Personal information
- Full name: Robert Blood
- Date of birth: 18 March 1894
- Place of birth: Harpur Hill, Buxton, England
- Date of death: 12 August 1988 (aged 94)
- Place of death: Harpur Hill, Buxton, England
- Height: 5 ft 8 in (1.73 m)
- Position: Centre-forward

Youth career
- 1909–1911: Buxton
- 1911–1913: Buxton Lime Firms

Senior career*
- Years: Team / Apps / (Gls)
- 1913–1919: Leek Alexandra
- 1919–1921: Port Vale / 53 / (44)
- 1921–1924: West Bromwich Albion / 53 / (26)
- 1924–1927: Stockport County / 42 / (15)
- 1927–1928: Winsford United
- 1928–1929: Mossley / 17 / (6)
- 1929–1930: Ashton National
- 1930–1931: Buxton

= Bobby Blood =

English footballer (1894–1988)

Robert Blood (18 March 1894 – 12 August 1988) was an English footballer who played as a centre-forward and was noted for his powerful strikes.

He played non-League football for various teams based around Buxton. He served in the Army for three years during World War I before he started his professional career after signing for Port Vale in November 1919. He scored 44 goals in 53 Second Division games and earned himself a £4,750 move to West Bromwich Albion in February 1921. He scored 26 goals in 53 First Division games before moving on to Stockport County for a £3,000 fee in December 1924. Three years later, he signed for non-League Winsford United, later turning out for Mossley, Ashton National and Buxton.

==Career==

===Early years and military service===
Robert Blood was born on 18 March 1894 in Harpur Hill, Buxton; he was the youngest of ten children to John and Maria Blood, a quarry worker and housewife, respectively.

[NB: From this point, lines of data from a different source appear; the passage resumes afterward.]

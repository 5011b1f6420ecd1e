//! Integration tests for the outer ring: control loop, real-time timer,
//! status sinks and configuration files.

use std::cell::RefCell;
use std::io::Write;
use std::rc::Rc;
use std::sync::atomic::AtomicBool;

use crate::rig::{Rig, dispatch, short_cycle};

use rcc::adapters::{
    JsonLinesSink, LogStatusSink, MemoryStatusSink, MockControlPanel, MockMotorController,
    MockThemingController,
};
use rcc::app::{ControlLoop, RideService, StatusSink, StatusSnapshot, StopReason};
use rcc::config::RideConfig;
use rcc::error::{ConfigError, SinkError};
use rcc::fsm::RideState;
use rcc::fsm::context::{ControlPanelSnapshot, Cue, RideCommand};
use rcc::timer::FixedRateTimer;

// ── Status sinks ─────────────────────────────────────────────

struct Refusing;

impl StatusSink for Refusing {
    fn publish(&mut self, _: &StatusSnapshot) -> Result<(), SinkError> {
        Err(SinkError::Closed)
    }
}

#[derive(Clone, Default)]
struct Shared(Rc<RefCell<Vec<u64>>>);

impl StatusSink for Shared {
    fn publish(&mut self, s: &StatusSnapshot) -> Result<(), SinkError> {
        self.0.borrow_mut().push(s.tick);
        Ok(())
    }
}

#[test]
fn failing_sink_does_not_starve_the_others() {
    let config = short_cycle();
    let mut rig = Rig::new(config.clone());
    let seen = Shared::default();
    let mut sinks: Vec<Box<dyn StatusSink>> = vec![
        Box::new(Refusing),
        Box::new(seen.clone()),
        Box::new(LogStatusSink::new(config.telemetry_interval_ticks)),
    ];

    let tick = {
        use rcc::timer::TickSource;
        rig.timer.wait_for_tick()
    };
    let out = rig.service.tick(&tick, &mut rig.motor, &mut rig.panel, &mut rig.theming, &mut sinks);

    assert!(!out.published);
    assert_eq!(out.snapshot.state, RideState::Armed);
    assert_eq!(*seen.0.borrow(), vec![1]);
}

#[test]
fn json_feed_records_the_cycle() {
    let dir = tempfile::tempdir().unwrap();
    let path = dir.path().join("status.jsonl");

    let config = short_cycle();
    let mut panel = MockControlPanel::holding(ControlPanelSnapshot::ready());
    panel.push(ControlPanelSnapshot::ready());
    panel.push(dispatch());
    let mut control = ControlLoop::new(
        RideService::new(config.clone()).unwrap(),
        rcc::timer::ManualTimer::new(&config),
        MockMotorController::new(),
        panel,
        MockThemingController::new(),
        JsonLinesSink::create(&path).unwrap(),
    )
    .with_max_ticks(Some(70));
    let report = control.run(&AtomicBool::new(false));
    assert_eq!(report.reason, StopReason::TickLimit);

    let text = std::fs::read_to_string(&path).unwrap();
    let lines: Vec<serde_json::Value> = text
        .lines()
        .map(|l| serde_json::from_str(l).unwrap())
        .collect();
    assert_eq!(lines.len(), 70);
    assert_eq!(lines[1]["state"], "dispatching");
    assert_eq!(lines[1]["cue"]["cue"], "show_start");
    assert_eq!(lines[1]["command"]["profile"], "launch");
    assert!(lines.iter().any(|l| l["state"] == "stopping"));
    assert!(lines.iter().all(|l| l["fault"]["kind"] == "none"));
}

// ── Control loop ─────────────────────────────────────────────

#[test]
fn fixed_rate_loop_runs_to_tick_limit() {
    let config = RideConfig {
        tick_period_ms: 5,
        // Host scheduling jitter must not fault the test.
        fault_on_overrun: false,
        ..RideConfig::default()
    };
    let mut control = ControlLoop::new(
        RideService::new(config.clone()).unwrap(),
        FixedRateTimer::new(&config),
        MockMotorController::new(),
        MockControlPanel::holding(ControlPanelSnapshot::ready()),
        MockThemingController::new(),
        MemoryStatusSink::new(),
    )
    .with_max_ticks(Some(20));

    let started = std::time::Instant::now();
    let report = control.run(&AtomicBool::new(false));

    assert_eq!(report.ticks, 20);
    assert!(started.elapsed() >= std::time::Duration::from_millis(95));
    assert_eq!(control.sink().len(), 20);
    assert_eq!(report.last.map(|s| s.state), Some(RideState::Armed));
    // Shutdown from Armed halts and closes the show.
    assert_eq!(control.motor().last_command(), Some(RideCommand::halt()));
    assert_eq!(control.theming().cues(), &[Cue::Ready, Cue::ShowStop]);
}

// ── Configuration files ──────────────────────────────────────

#[test]
fn config_file_loads_and_drives_the_service() {
    let mut file = tempfile::NamedTempFile::new().unwrap();
    writeln!(
        file,
        r#"
tick_period_ms = 20
dispatch_ms = 400
run_ms = 1000
stop_ramp_ms = 200
severity_order = ["comm_timeout", "e_stop_pressed", "motor_fault", "tick_overrun", "over_speed", "cycle_timeout"]

[[show_cues]]
at_ms = 100
id = 4
"#
    )
    .unwrap();

    let config = RideConfig::load(file.path()).unwrap();
    assert_eq!(config.tick_period_ms, 20);
    assert_eq!(config.ticks_for(config.dispatch_ms), 20);
    assert_eq!(config.show_cues.len(), 1);
    assert_eq!(config.severity()[0], rcc::safety::FaultKind::CommTimeout);
    RideService::new(config).unwrap();
}

#[test]
fn incomplete_severity_order_is_rejected() {
    let err = RideConfig::from_toml_str(r#"severity_order = ["e_stop_pressed"]"#).unwrap_err();
    assert!(matches!(
        err,
        ConfigError::Invalid {
            field: "severity_order",
            ..
        }
    ));
}

#[test]
fn show_cues_must_be_in_time_order() {
    let err = RideConfig::from_toml_str(
        r#"
[[show_cues]]
at_ms = 300
id = 1

[[show_cues]]
at_ms = 100
id = 2
"#,
    )
    .unwrap_err();
    assert!(matches!(err, ConfigError::Invalid { field: "show_cues", .. }));
}

#[test]
fn oversized_overrun_factor_is_rejected() {
    let err = RideConfig::from_toml_str("overrun_factor = 1e30\n").unwrap_err();
    assert!(matches!(err, ConfigError::Invalid { field: "overrun_factor", .. }));
}

#[test]
fn missing_config_file_names_the_path() {
    let err = RideConfig::load(std::path::Path::new("/nonexistent/ride.toml")).unwrap_err();
    assert!(err.to_string().contains("/nonexistent/ride.toml"));
}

He followed his father and brothers to work in the Hoffman Quarry, and played non-League football for Buxton and Buxton Lime Firms. He made his debut for Leek Alexandra on 13 September 1913, and playing at outside-left scored one of Leek's six goals past Macclesfield. He scored 40 goals to help the club to win the North Staffordshire League, Staffordshire Junior Cup and Hanley Cup in the 1914–15 campaign, with six of his goals coming in one game against Stafford Rangers.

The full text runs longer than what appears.